近年、日本企業において「管理職になりたくない」と考える社員が増加しています。日本能率協会マネジメントセンターの調査によると、「管理職になりたくない」という一般社員の比率は2018年の72.8%から2023年には77.3%へと4.5ポイント増加しました。また、「新入社員の指導・育成をしても自分の成長を実感しない」と感じる社員も7年連続で増加傾向にあります。この状況に対し、同センターは「管理職になりたくない人の割合は上昇か横ばいになるだろう」と危機感を示しています。

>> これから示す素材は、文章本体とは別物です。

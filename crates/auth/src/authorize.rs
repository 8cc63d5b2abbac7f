use serde::Serialize;

use crate::{
    DenialCause, IdentityProvider, Logical, Permission, Requirement, RequirementKind,
    RequirementSet, Role,
};

const NOT_AUTHENTICATED: &str = "The current caller is not authenticated. Access denied.";
const REMEMBERED_ONLY: &str = "The current caller was remembered from a previous login but has not \
authenticated in this session. Access denied.";
const NOT_A_USER: &str = "Attempting to perform a user-only operation. The current caller is not a \
user (they have not been authenticated or remembered from a previous login). Access denied.";
const NOT_A_GUEST: &str = "Attempting to perform a guest-only operation. The current caller is not a \
guest (they have been authenticated or remembered from a previous login). Access denied.";
const ANONYMOUS: &str = "The current caller is anonymous; permission and role checks require an \
identity to check against. Access denied.";

/// Evaluate a single requirement against the current caller.
///
/// - No IO
/// - No panics
/// - The identity provider is the only source of truth
pub fn check(requirement: &Requirement, identity: &dyn IdentityProvider) -> Result<(), DenialCause> {
    let kind = requirement.kind();
    let denial = match requirement {
        Requirement::Authentication => {
            if identity.is_authenticated() {
                None
            } else if identity.is_remembered() {
                Some(DenialCause::unauthenticated(REMEMBERED_ONLY))
            } else {
                Some(DenialCause::unauthenticated(NOT_AUTHENTICATED))
            }
        }
        Requirement::User => (!identity.is_known()).then(|| DenialCause::unauthenticated(NOT_A_USER)),
        Requirement::Guest => identity
            .is_known()
            .then(|| DenialCause::guest_violation(NOT_A_GUEST)),
        Requirement::Permissions { permissions, logical } => {
            check_granted(identity, permissions, *logical, |p| identity.is_permitted(p), "permission")
        }
        Requirement::Roles { roles, logical } => {
            check_granted(identity, roles, *logical, |r: &Role| identity.has_role(r), "role")
        }
    };

    match denial {
        None => Ok(()),
        Some(cause) => Err(cause.with_origin(kind)),
    }
}

fn check_granted<T, F>(
    identity: &dyn IdentityProvider,
    required: &[T],
    logical: Logical,
    holds: F,
    noun: &str,
) -> Option<DenialCause>
where
    T: core::fmt::Display,
    F: Fn(&T) -> bool,
{
    if required.is_empty() {
        return None;
    }
    if !identity.is_known() {
        return Some(DenialCause::unauthenticated(ANONYMOUS));
    }

    match logical {
        Logical::And => required
            .iter()
            .find(|value| !holds(value))
            .map(|missing| DenialCause::unauthorized(format!("Caller does not have {noun} [{missing}]"))),
        Logical::Or => {
            if required.iter().any(|value| holds(value)) {
                None
            } else {
                let listed: Vec<String> = required.iter().map(ToString::to_string).collect();
                Some(DenialCause::unauthorized(format!(
                    "Caller has none of the {noun}s [{}]",
                    listed.join(", ")
                )))
            }
        }
    }
}

/// Check every requirement of a set, in order, stopping at the first failure.
///
/// The first violated requirement alone decides the outcome; later failures
/// are not collected. An empty set always passes.
pub fn assert_satisfied(
    requirements: &RequirementSet,
    identity: &dyn IdentityProvider,
) -> Result<(), DenialCause> {
    for requirement in requirements {
        if let Err(cause) = check(requirement, identity) {
            tracing::debug!(
                requirement = ?requirement.kind(),
                reason = ?cause.reason(),
                "requirement not satisfied"
            );
            return Err(cause);
        }
    }
    Ok(())
}

/// Convenience for backend code: fail unless the caller holds `permission`.
pub fn require_permission(
    identity: &dyn IdentityProvider,
    permission: &Permission,
) -> Result<(), DenialCause> {
    check(
        &Requirement::Permissions {
            permissions: vec![permission.clone()],
            logical: Logical::And,
        },
        identity,
    )
}

/// Convenience for backend code: fail unless the caller holds `role`.
pub fn require_role(identity: &dyn IdentityProvider, role: &Role) -> Result<(), DenialCause> {
    check(
        &Requirement::Roles {
            roles: vec![role.clone()],
            logical: Logical::And,
        },
        identity,
    )
}

// ─────────────────────────────────────────────────────────────────────────────
// Authorization Explanation (Audit Trail)
// ─────────────────────────────────────────────────────────────────────────────

/// Detailed explanation of an authorization decision.
///
/// Unlike [`assert_satisfied`] this evaluates every requirement, so it shows
/// everything the caller is missing, not only the deciding failure.
#[derive(Debug, Clone, Serialize)]
pub struct AuthorizationExplanation {
    pub granted: bool,
    pub caller: CallerState,
    pub checks: Vec<RequirementCheck>,
    /// The denial [`assert_satisfied`] would report.
    pub deciding_denial: Option<DenialCause>,
}

/// What the identity provider said about the caller.
#[derive(Debug, Clone, Serialize)]
pub struct CallerState {
    pub principal: Option<String>,
    pub authenticated: bool,
    pub remembered: bool,
}

#[derive(Debug, Clone, Serialize)]
pub struct RequirementCheck {
    pub requirement: Requirement,
    pub kind: RequirementKind,
    pub satisfied: bool,
    pub denial: Option<DenialCause>,
}

pub fn explain_authorization(
    requirements: &RequirementSet,
    identity: &dyn IdentityProvider,
) -> AuthorizationExplanation {
    let checks: Vec<RequirementCheck> = requirements
        .iter()
        .map(|requirement| {
            let denial = check(requirement, identity).err();
            RequirementCheck {
                requirement: requirement.clone(),
                kind: requirement.kind(),
                satisfied: denial.is_none(),
                denial,
            }
        })
        .collect();

    let deciding_denial = checks.iter().find_map(|c| c.denial.clone());

    AuthorizationExplanation {
        granted: deciding_denial.is_none(),
        caller: CallerState {
            principal: identity.principal().map(|p| p.name.clone()),
            authenticated: identity.is_authenticated(),
            remembered: identity.is_remembered(),
        },
        checks,
        deciding_denial,
    }
}

#[cfg(test)]
mod tests {
    use super::*;
    use crate::{Classification, DenialReason, Principal, Subject};
    use chrono::Utc;

    fn fresh() -> Subject {
        Subject::authenticated(Principal::named("alice"), Utc::now())
    }

    fn remembered() -> Subject {
        Subject::remembered(Principal::named("alice"))
    }

    fn set(reqs: impl IntoIterator<Item = Requirement>) -> RequirementSet {
        reqs.into_iter().collect()
    }

    #[test]
    fn empty_set_always_passes() {
        assert!(assert_satisfied(&RequirementSet::new(), &Subject::anonymous()).is_ok());
    }

    #[test]
    fn authentication_requires_fresh_identity() {
        let reqs = set([Requirement::Authentication]);
        assert!(assert_satisfied(&reqs, &fresh()).is_ok());

        let err = assert_satisfied(&reqs, &remembered()).unwrap_err();
        assert_eq!(err.classification(), Classification::NeedsAuthentication);
        assert_eq!(err.origin(), Some(RequirementKind::Authentication));

        let err = assert_satisfied(&reqs, &Subject::anonymous()).unwrap_err();
        assert_eq!(err.reason(), DenialReason::Unauthenticated);
    }

    #[test]
    fn user_accepts_remembered_identity() {
        let reqs = set([Requirement::User]);
        assert!(assert_satisfied(&reqs, &remembered()).is_ok());
        assert!(assert_satisfied(&reqs, &fresh()).is_ok());
        let err = assert_satisfied(&reqs, &Subject::anonymous()).unwrap_err();
        assert!(err.needs_authentication());
    }

    #[test]
    fn guest_rejects_any_identity_as_guest_violation() {
        let reqs = set([Requirement::Guest]);
        assert!(assert_satisfied(&reqs, &Subject::anonymous()).is_ok());

        for caller in [fresh(), remembered()] {
            let err = assert_satisfied(&reqs, &caller).unwrap_err();
            assert_eq!(err.reason(), DenialReason::GuestViolation);
            assert_eq!(err.classification(), Classification::NeedsElevatedAccess);
        }
    }

    #[test]
    fn role_requirement_classifies_missing_role_as_elevated_access() {
        let reqs = set([Requirement::role("admin")]);

        let err = assert_satisfied(&reqs, &fresh()).unwrap_err();
        assert_eq!(err.classification(), Classification::NeedsElevatedAccess);
        assert!(err.message().contains("admin"));

        assert!(assert_satisfied(&reqs, &fresh().with_role("admin")).is_ok());
    }

    #[test]
    fn anonymous_role_check_needs_authentication() {
        let err = assert_satisfied(&set([Requirement::role("admin")]), &Subject::anonymous()).unwrap_err();
        assert_eq!(err.classification(), Classification::NeedsAuthentication);
        assert_eq!(err.origin(), Some(RequirementKind::Role));
    }

    #[test]
    fn logical_or_needs_any_single_grant() {
        let reqs = set([Requirement::permissions(
            [Permission::new("report:read"), Permission::new("report:audit")],
            Logical::Or,
        )]);
        assert!(assert_satisfied(&reqs, &fresh().with_permission("report:audit")).is_ok());

        let err = assert_satisfied(&reqs, &fresh()).unwrap_err();
        assert!(err.message().contains("report:read, report:audit"));
    }

    #[test]
    fn logical_and_names_first_missing_grant() {
        let reqs = set([Requirement::permissions(
            [Permission::new("report:read"), Permission::new("report:write")],
            Logical::And,
        )]);
        let err = assert_satisfied(&reqs, &fresh().with_permission("report:read")).unwrap_err();
        assert!(err.message().contains("report:write"));
    }

    #[test]
    fn first_failure_decides() {
        let reqs = set([Requirement::role("admin"), Requirement::Authentication]);
        let err = assert_satisfied(&reqs, &remembered()).unwrap_err();
        assert_eq!(err.origin(), Some(RequirementKind::Role));
    }

    #[test]
    fn backend_helpers_produce_denials() {
        let caller = fresh().with_permission("invoice:*");
        assert!(require_permission(&caller, &Permission::new("invoice:void")).is_ok());
        assert!(require_role(&caller, &Role::new("auditor")).is_err());
    }

    #[test]
    fn explanation_lists_every_failure() {
        let reqs = set([Requirement::role("admin"), Requirement::Authentication, Requirement::User]);
        let explanation = explain_authorization(&reqs, &remembered());

        assert!(!explanation.granted);
        assert_eq!(explanation.checks.len(), 3);
        assert_eq!(
            explanation.checks.iter().filter(|c| !c.satisfied).count(),
            2
        );
        assert_eq!(
            explanation.deciding_denial.as_ref().and_then(DenialCause::origin),
            Some(RequirementKind::Role)
        );
        assert_eq!(explanation.caller.principal.as_deref(), Some("alice"));

        let json = serde_json::to_value(&explanation).unwrap();
        assert_eq!(json["granted"], false);
    }
}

本稿では、管理職になりたくない社員が増加している原因を多角的に分析し、企業や人事部門が取るべき対策について考察します。

1.管理職離れの現状:データが示す深刻な実態

日本能率協会マネジメントセンターの調査結果は、管理職離れの深刻さを浮き彫りにしています。
「管理職になりたくない」一般社員の割合: 2018年の72.8%から2023年には77.3%へと増加
新入社員の指導・育成に対する自己成長感の低下: 2018年から7年連続で増加
管理職の業務量増加: 5割を超える管理職が業務量の増加を実感
これらのデータは、管理職の負担が増加し、やりがいを感じにくい状況が蔓延していることを示唆しています。管理職のなり手不足は、単なる個人のキャリア選択の問題ではなく、組織全体の課題として捉える必要があります。

2. 管理職離れの背景と現状

「管理職になりたくない」という意識が広がる背景には、現代社会における働き方の変化や価値観の多様化があります。従来は出世や昇進が明確なキャリアパスとして認識されていましたが、現在ではワークライフバランスを重視する傾向が強まり、管理職のポジションが必ずしも魅力的に映らなくなっています。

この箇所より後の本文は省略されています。